Last week, details began to emerge about a major data breach at Solarwinds involving thousands of large companies across the globe. Another victim of this breach: the United States Federal Government. Reportedly, the software called Orion which is used in companies and governments around the world had malware inserted into an update file which was distributed to many of SolarWind’s customers.
FireEye employees spotted the potentially malicious activity on their networks and quickly moved to notify the authorities and SolarWinds to which they believe the attack was coming from. The identified malicious files came from an infected update file from SolarWinds which granted the foreign actors access to the network in ways previously very difficult to obtain.
Once the threat was known to impact the US Federal Government, the Cybersecurity and Infrastructure Security Agency (CISA) and the Department of Homeland Security (DHS) released emergency advisories ordering the entire federal government who have SolarWinds Orion servers running to “shut them down immediately”. This was the first time such an order has ever been given and goes to speak for the serious and complicated nature of this attack.

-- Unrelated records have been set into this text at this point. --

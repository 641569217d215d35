//! OMIM morbid map, used to add disease genes to the diseases
//!
//! ```text
//! Marfan syndrome, 154700 (3)|FBN1, MFS1, WMS2, SSKS|134797|15q21.1
//! ```
//!
//! The first field contains the disease id somewhere in the name, the
//! second field lists the gene symbol and its synonyms.
use std::fs;
use std::path::Path;

use tracing::{debug, trace};

use crate::annotations::{DiseaseId, Diseases};
use crate::{HpoError, HpoResult};

/// A single line of the morbid map
#[derive(Debug, Clone, PartialEq, Eq)]
pub struct MorbidMapEntry {
    disease: DiseaseId,
    genes: Vec<String>,
    somatic: bool,
    modifier: bool,
}

impl MorbidMapEntry {
    /// The disease the genes are associated with
    pub fn disease(&self) -> DiseaseId {
        self.disease
    }

    /// Gene symbols, including synonyms
    pub fn genes(&self) -> &[String] {
        &self.genes
    }

    /// Returns `true` for germline mutations that cause the disease
    ///
    /// Somatic mutations and modifier genes are not germline disease genes
    pub fn is_germline(&self) -> bool {
        !self.somatic && !self.modifier
    }
}

/// Parses a single morbid map line
///
/// Returns `None` for comments and lines without a disease id or genes
///
/// # Examples
///
/// ```
/// use nosology::parser::morbidmap::parse_line;
///
/// let entry = parse_line("Marfan syndrome, 154700 (3)|FBN1, MFS1|134797|15q21.1").unwrap();
/// assert_eq!(entry.disease().as_u32(), 154700);
/// assert_eq!(entry.genes(), ["FBN1", "MFS1"]);
/// assert!(entry.is_germline());
///
/// assert!(parse_line("Some disease (3)|FBN1|134797|15q21.1").is_none());
/// ```
pub fn parse_line(line: &str) -> Option<MorbidMapEntry> {
    if line.starts_with('#') {
        return None;
    }
    let mut fields = line.split('|');
    let name = fields.next()?;
    let genes = fields.next()?;

    let disease = first_six_digits(name)?;
    let lowercase_name = name.to_lowercase();

    let genes: Vec<String> = genes
        .split([',', ';', '.'])
        .map(str::trim)
        .filter(|gene| !gene.is_empty())
        .map(String::from)
        .collect();
    if genes.is_empty() {
        return None;
    }

    Some(MorbidMapEntry {
        disease,
        genes,
        somatic: lowercase_name.contains("somatic"),
        modifier: lowercase_name.contains("modifier") || lowercase_name.contains("modification"),
    })
}

/// Adds the germline disease genes of a morbid map file to the diseases
///
/// Returns the number of diseases that received at least one new gene.
///
/// # Errors
///
/// [`HpoError::CannotOpenFile`] if the file cannot be read
pub fn add_disease_genes<P: AsRef<Path>>(path: P, diseases: &mut Diseases) -> HpoResult<usize> {
    let filename = path.as_ref().display().to_string();
    let content = fs::read_to_string(path).map_err(|_| HpoError::CannotOpenFile(filename))?;
    Ok(add_disease_genes_from_str(&content, diseases))
}

/// Adds the germline disease genes of the morbid map content to the diseases
///
/// See [`add_disease_genes`]
pub fn add_disease_genes_from_str(content: &str, diseases: &mut Diseases) -> usize {
    let mut unparsable = 0usize;
    let mut updated = Vec::new();
    for line in content.lines() {
        let Some(entry) = parse_line(line) else {
            trace!("Unable to parse morbid map line: {}", line);
            unparsable += 1;
            continue;
        };
        if !entry.is_germline() {
            continue;
        }
        let Some(disease) = diseases.get_mut(&entry.disease) else {
            continue;
        };
        let mut added = false;
        for gene in &entry.genes {
            added |= disease.add_gene(gene);
        }
        if added && !updated.contains(&entry.disease) {
            updated.push(entry.disease);
        }
    }
    debug!("Skipped {} unparsable morbid map lines", unparsable);
    updated.len()
}

/// Finds the first run of six consecutive digits
fn first_six_digits(field: &str) -> Option<DiseaseId> {
    field
        .as_bytes()
        .windows(6)
        .find(|window| window.iter().all(u8::is_ascii_digit))
        .and_then(|window| std::str::from_utf8(window).ok())
        .and_then(|digits| digits.parse::<u32>().ok())
        .map(DiseaseId::from)
}

#[cfg(test)]
mod test {
    use super::*;
    use crate::fixtures::disease;

    #[test]
    fn six_digits() {
        assert_eq!(first_six_digits("Foo, 1234567 (3)"), Some(123_456u32.into()));
        assert_eq!(first_six_digits("Foo 12345 (3)"), None);
        assert_eq!(
            first_six_digits("Foo 12345 and 654321 (3)"),
            Some(654_321u32.into())
        );
    }

    #[test]
    fn gene_separators() {
        let entry = parse_line("Foo, 123456 (3)|ABCD2;HF23, XYZ.1|134797|15q21.1").unwrap();
        assert_eq!(entry.genes(), ["ABCD2", "HF23", "XYZ", "1"]);
    }

    #[test]
    fn somatic_and_modifier() {
        let somatic = parse_line("Colorectal cancer, somatic, 114500 (3)|TP53|191170|17p13.1");
        assert!(!somatic.unwrap().is_germline());

        let modifier = parse_line("Cystic fibrosis, modifier of, 219700 (3)|TGFB1|190180|19q13");
        assert!(!modifier.unwrap().is_germline());

        let modification = parse_line("Severity, modification of, 219700 (3)|IFRD1|603502|7q31");
        assert!(!modification.unwrap().is_germline());
    }

    #[test]
    fn unparsable_lines() {
        assert!(parse_line("").is_none());
        assert!(parse_line("# Copyright (c) 1966-2023").is_none());
        assert!(parse_line("Foo, 123456 (3)").is_none());
        assert!(parse_line("Foo, 123456 (3)| , |134797").is_none());
    }

    #[test]
    fn back_filling() {
        let mut diseases: Diseases = [
            disease(100_800, "Achondroplasia", &[], &[4322]),
            disease(114_500, "Colorectal cancer", &[], &[1250]),
        ]
        .into_iter()
        .collect();

        let content = "Achondroplasia, 100800 (3)|FGFR3, ACH|134934|4p16.3\n\
                       Colorectal cancer, somatic, 114500 (3)|TP53|191170|17p13.1\n\
                       Unknown, 999999 (3)|FOO|999999|1p1\n\
                       garbage\n\
                       Achondroplasia, 100800 (3)|FGFR3|134934|4p16.3\n";
        assert_eq!(add_disease_genes_from_str(content, &mut diseases), 1);
        assert_eq!(
            diseases.get(&100_800u32.into()).unwrap().genes(),
            ["FGFR3", "ACH"]
        );
        assert!(diseases.get(&114_500u32.into()).unwrap().genes().is_empty());
    }
}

Through threat intelligence and other intelligence gathering techniques, experts believe there is sufficient evidence which points to APT 29, who are Russian state-funded cyberspace actors. APT 29 are believed to be responsible for several other high-level cyber incidences. Such incidences as the spear phishing campaign against the Pentagon and utilization of zero-day vulnerabilities are common practice for these types of hacking groups who are liked to the Kremlin.
So far, the exact size and scale of this attack on thousands of organizations world-wide is unknown. And likely will be so for some time. However, due to the impact this threat has on organizations, if you are running the SolarWinds Orion software, it is advised that you shut down these servers immediately. There is information on potential remedies listed by DHS.
In the mean time, while we continue to follow this story, we want our customers to know that Midshore Technology Services does in fact use some SolarWinds products. However, these products are not know to be exploited at this time. We have taken multiple countermeasures proactively to ensure that our systems and by extension, your systems are safe and secure. As the situation develops, we will continue to adapt our operating procedures to continue providing the same level of due diligence and care for your networks as is expected of us.
We have taken the following steps to ensure our customers are safeguarded:
- All SolarWinds products have been updated with the latest encryption keys
- We have utilized the information provided by CISA and DHS to include signatures for the malware in our endpoint protection suite (installed on all managed customer PCs)
- Coordinate with the Federal Government to ensure we have the latest information and safeguards as they are made available
- Coordinate with SolarWinds and take actions as suggested by their incident response teams
We will continue to post updates as they come in.